Au tableau, j'ai écrit "Idées de titre" et j'ai laissé les élèves inscrire leurs propositions librement au cours de la séance. Ce titre est l'une des nombreuses suggestions relevées en fin de matinée.

Pour cette deuxième semaine, je suis venue chargée de nouveaux livres à montrer aux élèves, de 4 casses de lettres en plomb et de tout le matériel de composition typographique : composteurs, galée, aimants, interlignes, lingots...

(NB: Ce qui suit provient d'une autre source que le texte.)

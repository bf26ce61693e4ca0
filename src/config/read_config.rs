//! Configuration resolution from the process environment.
//!
//! Every setting has a `DATAGATOR_*` environment variable and a built-in
//! default; nothing is read from disk. `NDEBUG=1` takes precedence over
//! `DEBUG=1`, matching the backend service's own convention.

use std::env;
use std::path::PathBuf;
use std::time::Duration;

use thiserror::Error;

use super::{ApiConfig, ApiVersion, Credentials};

// =============================================================================
// Constants - Default Values
// =============================================================================

const DEFAULT_API_HOST: &str = "www.data-gator.com";
const DEFAULT_API_SCHEME: &str = "https";
const DEFAULT_API_VERSION: ApiVersion = ApiVersion::V2;
const DEFAULT_API_TIMEOUT_SECS: u64 = 180;
const DEFAULT_ACCEPT_ENCODING: &str = "gzip, deflate, identity";

const ENV_API_HOST: &str = "DATAGATOR_API_HOST";
const ENV_API_SCHEME: &str = "DATAGATOR_API_SCHEME";
const ENV_API_VERSION: &str = "DATAGATOR_API_VERSION";
const ENV_API_TIMEOUT: &str = "DATAGATOR_API_TIMEOUT";
const ENV_CREDENTIALS: &str = "DATAGATOR_CREDENTIALS";
const ENV_SCHEMA_FILE: &str = "DATAGATOR_SCHEMA_FILE";
const ENV_COMMIT_ON_ABANDON: &str = "DATAGATOR_COMMIT_ON_ABANDON";
const ENV_DEBUG: &str = "DEBUG";
const ENV_NDEBUG: &str = "NDEBUG";

// =============================================================================
// Error Types
// =============================================================================

/// Errors that can occur when resolving configuration.
#[derive(Debug, Error)]
pub enum ConfigError {
    #[error("unsupported API version '{0}'")]
    InvalidVersion(String),

    #[error("invalid timeout '{value}': {source}")]
    InvalidTimeout {
        value: String,
        source: std::num::ParseIntError,
    },

    /// Credentials must be given as `<name>:<secret>`.
    #[error("malformed credentials (expected '<name>:<secret>')")]
    InvalidCredentials,
}

/// Result type for configuration operations.
pub type Result<T> = std::result::Result<T, ConfigError>;

// =============================================================================
// Resolution
// =============================================================================

impl ApiConfig {
    /// Resolve configuration from the process environment.
    pub fn from_env() -> Result<Self> {
        Self::from_lookup(|name| env::var(name).ok())
    }

    /// Resolve configuration from an arbitrary variable source.
    ///
    /// `lookup` returns the value of a named variable, or `None` when the
    /// variable is unset.
    pub fn from_lookup(lookup: impl Fn(&str) -> Option<String>) -> Result<Self> {
        let scheme = lookup(ENV_API_SCHEME).unwrap_or_else(|| DEFAULT_API_SCHEME.to_string());
        let host = lookup(ENV_API_HOST).unwrap_or_else(|| DEFAULT_API_HOST.to_string());

        let version = match lookup(ENV_API_VERSION) {
            None => DEFAULT_API_VERSION,
            Some(v) => parse_version(&v)?,
        };

        let timeout = match lookup(ENV_API_TIMEOUT) {
            None => Duration::from_secs(DEFAULT_API_TIMEOUT_SECS),
            Some(v) => {
                let secs = v.trim().parse::<u64>().map_err(|source| {
                    ConfigError::InvalidTimeout { value: v, source }
                })?;
                Duration::from_secs(secs)
            }
        };

        let credentials = match lookup(ENV_CREDENTIALS) {
            None => None,
            Some(v) => Some(parse_credentials(&v)?),
        };

        let schema_file = lookup(ENV_SCHEMA_FILE).map(PathBuf::from);
        let commit_on_abandon = parse_flag(lookup(ENV_COMMIT_ON_ABANDON));

        // NDEBUG=1 takes precedence over DEBUG=1
        let debug = parse_flag(lookup(ENV_DEBUG)) && !parse_flag(lookup(ENV_NDEBUG));

        Ok(ApiConfig {
            scheme,
            host,
            version,
            timeout,
            follow_redirects: true,
            accept_encoding: DEFAULT_ACCEPT_ENCODING.to_string(),
            credentials,
            schema_file,
            commit_on_abandon,
            debug,
        })
    }
}

impl Default for ApiConfig {
    fn default() -> Self {
        ApiConfig {
            scheme: DEFAULT_API_SCHEME.to_string(),
            host: DEFAULT_API_HOST.to_string(),
            version: DEFAULT_API_VERSION,
            timeout: Duration::from_secs(DEFAULT_API_TIMEOUT_SECS),
            follow_redirects: true,
            accept_encoding: DEFAULT_ACCEPT_ENCODING.to_string(),
            credentials: None,
            schema_file: None,
            commit_on_abandon: false,
            debug: false,
        }
    }
}

fn parse_version(value: &str) -> Result<ApiVersion> {
    match value.trim() {
        "v1" => Ok(ApiVersion::V1),
        "v2" => Ok(ApiVersion::V2),
        other => Err(ConfigError::InvalidVersion(other.to_string())),
    }
}

fn parse_credentials(value: &str) -> Result<Credentials> {
    let (name, secret) = value
        .split_once(':')
        .ok_or(ConfigError::InvalidCredentials)?;
    if name.is_empty() || secret.is_empty() {
        return Err(ConfigError::InvalidCredentials);
    }
    Ok(Credentials {
        name: name.to_string(),
        secret: secret.to_string(),
    })
}

fn parse_flag(value: Option<String>) -> bool {
    match value {
        None => false,
        Some(v) => matches!(v.trim(), "1" | "true" | "yes"),
    }
}

#[cfg(test)]
mod tests {
    use super::*;
    use std::collections::HashMap;

    fn lookup_from<'a>(vars: &'a [(&'a str, &'a str)]) -> impl Fn(&str) -> Option<String> + 'a {
        let map: HashMap<String, String> = vars
            .iter()
            .map(|(k, v)| (k.to_string(), v.to_string()))
            .collect();
        move |name| map.get(name).cloned()
    }

    #[test]
    fn test_defaults() {
        let config = ApiConfig::from_lookup(|_| None).unwrap();
        assert_eq!(config.scheme, "https");
        assert_eq!(config.host, "www.data-gator.com");
        assert_eq!(config.version, ApiVersion::V2);
        assert_eq!(config.timeout, Duration::from_secs(180));
        assert!(config.follow_redirects);
        assert!(config.credentials.is_none());
        assert!(!config.commit_on_abandon);
        assert!(!config.debug);
        assert_eq!(config.api_url(), "https://www.data-gator.com/api/v2");
    }

    #[test]
    fn test_environment_overrides() {
        let config = ApiConfig::from_lookup(lookup_from(&[
            ("DATAGATOR_API_HOST", "localhost:8000"),
            ("DATAGATOR_API_SCHEME", "http"),
            ("DATAGATOR_API_VERSION", "v1"),
            ("DATAGATOR_API_TIMEOUT", "30"),
            ("DATAGATOR_COMMIT_ON_ABANDON", "1"),
        ]))
        .unwrap();
        assert_eq!(config.api_url(), "http://localhost:8000/api/v1");
        assert_eq!(config.timeout, Duration::from_secs(30));
        assert!(config.commit_on_abandon);
    }

    #[test]
    fn test_invalid_version_rejected() {
        let result = ApiConfig::from_lookup(lookup_from(&[("DATAGATOR_API_VERSION", "v3")]));
        assert!(matches!(result, Err(ConfigError::InvalidVersion(v)) if v == "v3"));
    }

    #[test]
    fn test_invalid_timeout_rejected() {
        let result = ApiConfig::from_lookup(lookup_from(&[("DATAGATOR_API_TIMEOUT", "soon")]));
        assert!(matches!(result, Err(ConfigError::InvalidTimeout { .. })));
    }

    #[test]
    fn test_credentials_parsing() {
        let config = ApiConfig::from_lookup(lookup_from(&[(
            "DATAGATOR_CREDENTIALS",
            "pardee:s3cret",
        )]))
        .unwrap();
        let creds = config.credentials.unwrap();
        assert_eq!(creds.name, "pardee");
        assert_eq!(creds.secret, "s3cret");

        let result = ApiConfig::from_lookup(lookup_from(&[("DATAGATOR_CREDENTIALS", "nosecret")]));
        assert!(matches!(result, Err(ConfigError::InvalidCredentials)));
    }

    #[test]
    fn test_ndebug_overrides_debug() {
        let config =
            ApiConfig::from_lookup(lookup_from(&[("DEBUG", "1"), ("NDEBUG", "1")])).unwrap();
        assert!(!config.debug);

        let config = ApiConfig::from_lookup(lookup_from(&[("DEBUG", "1")])).unwrap();
        assert!(config.debug);
    }

    #[test]
    fn test_credentials_debug_redacts_secret() {
        let creds = Credentials {
            name: "pardee".to_string(),
            secret: "s3cret".to_string(),
        };
        let printed = format!("{:?}", creds);
        assert!(!printed.contains("s3cret"));
    }
}
//! DataSet entity and its revision state machine.

use std::sync::Arc;

use serde_json::{json, Value};
use tokio::sync::OnceCell;

use crate::changeset;
use crate::entity::{Context, Entity, EntityError, Kind, Result};
use crate::protocol::{self, DataSetDocument};

use super::data_item::DataItem;
use super::is_valid_name;

// =============================================================================
// RevSpec
// =============================================================================

/// How a dataset handle relates to the backend's revision stream.
#[derive(Debug, Clone, Copy, PartialEq, Eq)]
pub enum RevSpec {
    /// Not yet synchronized; the first cache access pins to the backend's
    /// current revision.
    Unpinned,
    /// The `-1` sentinel: always invalidate and refetch, then pin to
    /// whatever the backend currently reports. Never a stored state.
    Latest,
    /// A specific historical revision; synchronization fails unless the
    /// backend reports exactly this revision.
    Pinned(i64),
}

impl From<i64> for RevSpec {
    fn from(rev: i64) -> Self {
        if rev == -1 {
            RevSpec::Latest
        } else {
            RevSpec::Pinned(rev)
        }
    }
}

// =============================================================================
// DataSet
// =============================================================================

/// A named, revisioned collection of items inside a repository.
///
/// Handles are cheap: construction performs no network call. The first
/// access of [`rev`](Self::rev), the document, or the item collection
/// synchronizes with the backend according to the handle's [`RevSpec`].
pub struct DataSet {
    ctx: Arc<Context>,
    repo_name: String,
    name: String,
    kind: Kind,
    spec: RevSpec,
    rev: OnceCell<i64>,
}

impl DataSet {
    pub(crate) fn new(
        ctx: Arc<Context>,
        repo_name: String,
        name: &str,
        spec: RevSpec,
    ) -> Result<Self> {
        if !is_valid_name(name) {
            return Err(EntityError::InvalidName {
                noun: "dataset",
                name: name.to_string(),
            });
        }
        Ok(Self {
            ctx,
            repo_name,
            name: name.to_string(),
            kind: Kind::DataSet,
            spec,
            rev: OnceCell::new(),
        })
    }

    /// Dataset name.
    pub fn name(&self) -> &str {
        &self.name
    }

    /// Name of the owning repository.
    pub fn repo_name(&self) -> &str {
        &self.repo_name
    }

    /// The shared context this handle was created against.
    pub fn context(&self) -> &Arc<Context> {
        &self.ctx
    }

    /// URI of the dataset without any revision pin.
    pub fn base_uri(&self) -> String {
        format!("{}/{}", self.repo_name, self.name)
    }

    /// The pinned revision, synchronizing with the backend on first
    /// access.
    pub async fn rev(&self) -> Result<i64> {
        self.rev
            .get_or_try_init(|| self.synchronize())
            .await
            .map(|rev| *rev)
    }

    async fn synchronize(&self) -> Result<i64> {
        if self.spec == RevSpec::Latest {
            // the always-latest sentinel never becomes a stored state
            self.ctx.invalidate(self).await?;
        }
        let document = self.document_with("rev").await?;
        let reported = document["rev"].as_i64().ok_or_else(|| {
            EntityError::Other(format!(
                "dataset document for '{}' lacks a revision",
                self.base_uri()
            ))
        })?;
        if let RevSpec::Pinned(requested) = self.spec {
            if requested != reported {
                return Err(EntityError::RevisionInconsistency {
                    requested,
                    reported,
                });
            }
        }
        Ok(reported)
    }

    /// Current dataset document (read-through).
    pub async fn document(&self) -> Result<Value> {
        self.ctx.fetch(self).await
    }

    /// Document guaranteed to carry `field`, invalidating a dirty cache
    /// entry and refetching once if necessary.
    async fn document_with(&self, field: &str) -> Result<Value> {
        let document = self.ctx.fetch(self).await?;
        if document.get(field).is_some() {
            return Ok(document);
        }
        // invalidate dirty cache
        self.ctx.invalidate(self).await?;
        self.ctx.fetch(self).await
    }

    /// The item collection, lazily built from the synchronized document.
    pub async fn items(&self) -> Result<Vec<DataItem>> {
        let document = self.document_with("items").await?;
        let parsed: DataSetDocument = protocol::from_value(document)?;
        if !parsed.is_consistent() {
            return Err(EntityError::Other(format!(
                "inconsistent dataset document for '{}': itemsCount disagrees with items",
                self.base_uri()
            )));
        }
        parsed
            .items
            .unwrap_or_default()
            .into_iter()
            .map(|item| DataItem::dispatch(self, &item.kind, &item.name))
            .collect()
    }

    /// A single item by key, or `None` if the dataset has no such item.
    pub async fn item(&self, key: &str) -> Result<Option<DataItem>> {
        let items = self.items().await?;
        Ok(items.into_iter().find(|item| item.key() == key))
    }

    /// Number of items, from the `itemsCount` field.
    pub async fn item_count(&self) -> Result<usize> {
        let document = self.document_with("itemsCount").await?;
        Ok(document["itemsCount"].as_u64().unwrap_or(0) as usize)
    }

    /// Open the change-set writer for this dataset.
    ///
    /// Fails fast if another writer for the same dataset is already open.
    pub fn open_changes(&self) -> changeset::Result<changeset::ChangeSetWriter> {
        changeset::ChangeSetWriter::open(self.ctx.clone(), &self.repo_name, &self.name)
    }
}

impl Entity for DataSet {
    fn kind(&self) -> &Kind {
        &self.kind
    }

    fn uri(&self) -> String {
        match self.spec {
            // historical revisions live at their own URI
            RevSpec::Pinned(rev) => format!("{}/{}.{}", self.repo_name, self.name, rev),
            _ => self.base_uri(),
        }
    }

    fn ref_doc(&self) -> Value {
        json!({
            "kind": self.kind.qualified(),
            "name": self.name,
            "repo": {
                "kind": Kind::Repo.qualified(),
                "name": self.repo_name,
            },
        })
    }
}

// =============================================================================
// Tests
// =============================================================================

Nous faisons l'inventaire de ce nouveau vocabulaire en regardant des vidéos d'archives de l'INA. On y voit de jeunes élèves de l'école Estienne perchés sur des presses, manipulant des feuilles de papier plus grandes qu'eux et composant à toute vitesse — un geste expert auquel les enfants vont s'essayer toute cette semaine.

La tenue du composteur, la manipulation des petites lettres avec des gants, la différenciation du n et du u, du b, du p, du q et du d, ou encore de la virgule et de l'apostrophe, mais aussi la difficulté de composer un texte doublement à l'envers (en miroir et tête en bas) et la perspective de tout faire tomber dans un moment d'inattention, feraient presque suer mes pauvres élèves à grosses gouttes. Mais on persévère, les voisin-es viennent en aide, on apprend erreur après erreur et on se découvre des talents de typographe.

 

"L’enfant qui compose un texte le sent naître sous la main ; il lui donne une vie nouvelle, il le fait sien. Il n’a désormais plus d’intermédiaire dans le processus qui conduit de la pensée ébauchée, puis exprimée, au journal qu’on postera pour les correspondants. Tous les échelons y sont : écriture, mise au point collective, composition, illustration, disposition sur la presse, encrage, tirage, groupage, agrafage.

C’est justement cette continuité artisanale qui constitue l’essentiel de la portée pédagogique de l’imprimerie à l’école. Elle corrige ce qu’a d’irrationnel en éducation cette croyance que d’autres peuvent créer pour nous notre propre culture. Elle nous raccroche aux gestes simples et primitifs, à ceux qui établiront les fondations sur lesquelles nous pourrons alors bâtir solidement."

Je regarde les élèves composer patiemment et les mots de Célestin Freinet ne me semblent pas avoir pris une ride. Là où échouent l'écriture manuscrite et le clavier de l'ordinateur, il n'y a vraiment que la typo qui permette de sentir le texte naître sous la main.

Cette semaine, nous rejouons les scènes hors d'âge qui illustrent les numéros de l'Imprimerie à l'École, ces photos en noir et blanc, floues et jaunies par le temps, montrant des enfants penchés sur des casses. J'en trouve des dizaines en écumant internet, ainsi que des écrits très techniques de Freinet. Il y détaille toutes les subtilités de sa méthode d'imprimerie adaptée aux enfants — décidément, il avait pensé à tout.